Die hat er nicht – und längere Läufe und höheres Tempo strebt er an. Also bewegt sich Beckmann jetzt im Pulk der Jogger, erhöht sein Schritttempo in Höhe der Hohenzollernstraße und steuert auf den Lister Turm zu. Kurz davor geht ihm die Luft aus, schnaufend lehnt er sich an einen Baum. Seine Lunge sticht. Ob das wirklich gesund ist? Er beugt |12|sich vor, atmet ein und aus, sein Pulsschlag beruhigt sich nur langsam. Mit gleichmäßigen Schritten geht er den breiten Asphaltweg zurück, dann beschleunigt er erneut sein Tempo. Die nächsten hundert Meter hat er schnaufend hinter sich gebracht, als eine Gruppe von Joggern in bunter Kleidung auf ihn zurollt. Wer ausweicht, hat verloren. Beckmann gibt trotzdem nach und macht einen Schritt zur Seite. Der Jogger im pinkfarbenen Nylon auch, doch von hinten prescht ein Inlinefahrer heran und schlägt einen Haken. Ein spitzer Ellenbogen rammt Beckmann, er strauchelt und reibt sich mit schmerzverzerrtem Gesicht die Rippen. Wie hat er bloß glauben können, dass er der Einzige sei, der mit einer Joggingrunde in diesen strahlenden Sommertag startet? Noch dazu, wo es tagsüber so heiß werden soll, dass man am liebsten in der kühlen Wohnung bleiben würde – wenn man denn eine hätte.

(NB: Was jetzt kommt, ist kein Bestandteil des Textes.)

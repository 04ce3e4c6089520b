//! Configuration validation.
//!
//! This module checks a configuration against the schema registry before
//! anything is sent to FortiManager: resource types must be known, attribute
//! values must match their descriptors and every path parameter must resolve.

use crate::error::{ConfigError, FortiSyncError, Result};
use crate::resource::{resolve_params, ParamMap};
use crate::schema::{check_required, normalize_object, SchemaRegistry};
use std::collections::HashSet;
use tracing::debug;

use super::spec::{ProviderConfig, ResourceConfig, SyncConfig};

/// Validator for sync configurations.
#[derive(Debug)]
pub struct ConfigValidator<'a> {
    /// Registry used to look up resource types.
    registry: &'a SchemaRegistry,
}

/// Validation result containing all errors found.
#[derive(Debug, Default)]
pub struct ValidationResult {
    /// List of validation errors.
    pub errors: Vec<ValidationError>,
    /// List of warnings (non-fatal issues).
    pub warnings: Vec<String>,
}

/// A single validation error.
#[derive(Debug)]
pub struct ValidationError {
    /// The field path that failed validation.
    pub field: String,
    /// The error message.
    pub message: String,
}

impl ValidationResult {
    fn error(&mut self, field: impl Into<String>, message: impl Into<String>) {
        self.errors.push(ValidationError {
            field: field.into(),
            message: message.into(),
        });
    }
}

impl<'a> ConfigValidator<'a> {
    /// Creates a validator backed by the given registry.
    #[must_use]
    pub const fn new(registry: &'a SchemaRegistry) -> Self {
        Self { registry }
    }

    /// Validates a configuration.
    ///
    /// # Errors
    ///
    /// Returns the first error found. Use [`Self::check`] to get all of them.
    pub fn validate(&self, config: &SyncConfig) -> Result<ValidationResult> {
        let result = self.check(config);

        if result.errors.is_empty() {
            debug!("Configuration validation passed");
            Ok(result)
        } else {
            let first_error = &result.errors[0];
            Err(FortiSyncError::Config(ConfigError::ValidationError {
                message: first_error.message.clone(),
                field: Some(first_error.field.clone()),
            }))
        }
    }

    /// Runs every check and collects all errors and warnings.
    #[must_use]
    pub fn check(&self, config: &SyncConfig) -> ValidationResult {
        let mut result = ValidationResult::default();

        Self::validate_provider(&config.provider, &mut result);
        self.validate_resources(config, &mut result);

        result
    }

    /// Validates provider configuration.
    fn validate_provider(provider: &ProviderConfig, result: &mut ValidationResult) {
        if provider.url.is_empty() {
            result.error("provider.url", "FortiManager URL cannot be empty");
        } else if !provider.url.starts_with("https://") && !provider.url.starts_with("http://") {
            result.error(
                "provider.url",
                format!("URL '{}' must start with http:// or https://", provider.url),
            );
        } else if provider.url.starts_with("http://") {
            result
                .warnings
                .push(String::from("FortiManager URL uses plain HTTP"));
        }

        if provider.timeout_secs == 0 {
            result.error("provider.timeout_secs", "Timeout must be greater than zero");
        }

        if provider.max_attempts == 0 {
            result.error("provider.max_attempts", "At least one attempt is required");
        }

        if provider.insecure {
            result
                .warnings
                .push(String::from("TLS certificate verification is disabled"));
        }
    }

    /// Validates all resource configurations.
    fn validate_resources(&self, config: &SyncConfig, result: &mut ValidationResult) {
        if config.resources.is_empty() {
            result
                .warnings
                .push(String::from("No resources defined in configuration"));
            return;
        }

        let defaults = config.defaults.params();
        let mut seen_names = HashSet::new();

        for (i, resource) in config.resources.iter().enumerate() {
            let prefix = format!("resources[{i}]");

            if !seen_names.insert(resource.name.as_str()) {
                result.error(
                    format!("{prefix}.name"),
                    format!("Duplicate resource name: {}", resource.name),
                );
            }

            if !is_valid_name(&resource.name) {
                result.error(
                    format!("{prefix}.name"),
                    format!(
                        "Resource name '{}' is invalid. Must be alphanumeric with hyphens or underscores.",
                        resource.name
                    ),
                );
            }

            self.validate_resource(resource, &prefix, &defaults, result);
        }
    }

    /// Validates one resource against its descriptor.
    fn validate_resource(
        &self,
        resource: &ResourceConfig,
        prefix: &str,
        defaults: &ParamMap,
        result: &mut ValidationResult,
    ) {
        let Some(descriptor) = self.registry.get(&resource.resource_type) else {
            result.error(
                format!("{prefix}.type"),
                ConfigError::UnknownResourceType {
                    name: resource.name.clone(),
                    resource_type: resource.resource_type.clone(),
                }
                .to_string(),
            );
            return;
        };

        let attributes_path = format!("{prefix}.attributes");
        match normalize_object(&descriptor.fields, &resource.attributes, "") {
            Ok(attributes) => {
                if let Err(e) = check_required(&descriptor.fields, &attributes, "") {
                    result.error(attributes_path.clone(), e.to_string());
                }
            }
            Err(e) => result.error(attributes_path.clone(), e.to_string()),
        }

        for parent in resource.parents.keys() {
            if !descriptor.parents.contains(parent) {
                result.error(
                    format!("{prefix}.parents.{parent}"),
                    format!("{} has no parent parameter '{parent}'", descriptor.name),
                );
            }
        }

        if let Err(e) = resolve_params(
            descriptor,
            &resource.explicit_params(),
            &resource.import_options,
            defaults,
        ) {
            result.error(prefix.to_string(), e.to_string());
        }
    }
}

/// Checks if a name is valid: alphanumeric with hyphens or underscores,
/// not starting with a separator.
fn is_valid_name(name: &str) -> bool {
    !name.is_empty()
        && name.len() <= 64
        && name
            .chars()
            .all(|c| c.is_ascii_alphanumeric() || c == '-' || c == '_')
        && !name.starts_with(['-', '_'])
}

#[cfg(test)]
mod tests {
    use super::*;
    use crate::config::ConfigParser;

    fn parse(yaml: &str) -> SyncConfig {
        ConfigParser::new().parse_yaml(yaml, None).unwrap()
    }

    #[test]
    fn test_valid_names() {
        assert!(is_valid_name("public-community"));
        assert!(is_valid_name("fabric_vpn"));
        assert!(is_valid_name("a1"));
        assert!(!is_valid_name(""));
        assert!(!is_valid_name("-leading"));
        assert!(!is_valid_name("has space"));
    }

    #[test]
    fn test_init_template_is_valid() {
        let config = parse(include_str!("../../templates/fortisync.yaml"));
        let registry = SchemaRegistry::with_builtins();
        let result = ConfigValidator::new(&registry).check(&config);
        assert!(result.errors.is_empty(), "{:?}", result.errors);
        assert_eq!(config.resources.len(), 3);
    }

    #[test]
    fn test_valid_config() {
        let config = parse(
            r"
provider:
  url: https://fmg.example.com
defaults:
  device: fgt1
  vdom: root
resources:
  - name: public
    type: system_snmp_community
    attributes:
      fosid: 1
      name: public
",
        );
        let registry = SchemaRegistry::with_builtins();
        let result = ConfigValidator::new(&registry).validate(&config).unwrap();
        assert!(result.warnings.is_empty());
    }

    #[test]
    fn test_collects_all_errors() {
        let config = parse(
            r"
provider:
  url: fmg.example.com
  max_attempts: 0
resources:
  - name: dup
    type: system_snmp_community
    attributes:
      fosid: 1
      name: public
      bogus: 1
  - name: dup
    type: not_a_type
",
        );
        let registry = SchemaRegistry::with_builtins();
        let result = ConfigValidator::new(&registry).check(&config);
        let fields: Vec<&str> = result.errors.iter().map(|e| e.field.as_str()).collect();

        assert!(fields.contains(&"provider.url"));
        assert!(fields.contains(&"provider.max_attempts"));
        assert!(fields.contains(&"resources[0].attributes"));
        // missing device
        assert!(fields.contains(&"resources[0]"));
        assert!(fields.contains(&"resources[1].name"));
        assert!(fields.contains(&"resources[1].type"));
    }

    #[test]
    fn test_missing_required_field() {
        let config = parse(
            r"
provider:
  url: https://fmg.example.com
defaults:
  device: fgt1
resources:
  - name: public
    type: system_snmp_community
    attributes:
      fosid: 1
",
        );
        let registry = SchemaRegistry::with_builtins();
        let err = ConfigValidator::new(&registry).validate(&config).unwrap_err();
        assert!(err.to_string().contains("required"));
    }

    #[test]
    fn test_unknown_parent() {
        let config = parse(
            r"
provider:
  url: https://fmg.example.com
defaults:
  device: fgt1
  vdom: root
resources:
  - name: loc
    type: switch_controller_location
    parents:
      layout: x
    attributes:
      name: hq
",
        );
        let registry = SchemaRegistry::with_builtins();
        let result = ConfigValidator::new(&registry).check(&config);
        assert_eq!(result.errors.len(), 1);
        assert_eq!(result.errors[0].field, "resources[0].parents.layout");
    }
}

Beckmanns neues Zuhause ist ein in den siebziger Jahren ausgebauter Wäscheboden in der Wedekindstraße. Dass die Wärmedämmung eines Daches nicht nur im Winter von Nutzen ist, daran hatte beim Ausbau niemand gedacht; er selbst bei der Besichtigung der Wohnung auch nicht. Die redegewandte Maklerin überzeugte ihn schnell von den unübersehbaren Vorteilen: »Ein so großzügiges Loft mitten in der List müssen Sie mit der Lupe suchen.«

Loft? Na ja. Die Wände zwischen den Zimmern und zur Küche fehlen, einzig das Badezimmer ist mit einer dünnen Sperrholzwand abgetrennt, durch die man alle Geräusche hört, sogar die, die man am Küchentisch nicht hören möchte. Vor sechs Wochen hatte ihn das nicht weiter gestört, da wollte er nur noch weg aus Burgdorf, dieser Kleinstadt, wo |13|jeder jeden kennt und ihm die Luft zum Atmen fehlte. Nein, das stimmt nicht. Er fängt schon wieder an, sich etwas vorzumachen, die Dinge so zu verdrehen, wie sie ihm passen. Eigentlich hatte Beckmann sich zum Schluss ganz wohl dort gefühlt. Mit seinen Kollegen Borgfeld und Streuwald war er bestens klargekommen – und auch sonst: der Biergarten auf dem Spittaplatz, die Abende mit Martha im Dorfkrug. Martha. Genau das war der Haken.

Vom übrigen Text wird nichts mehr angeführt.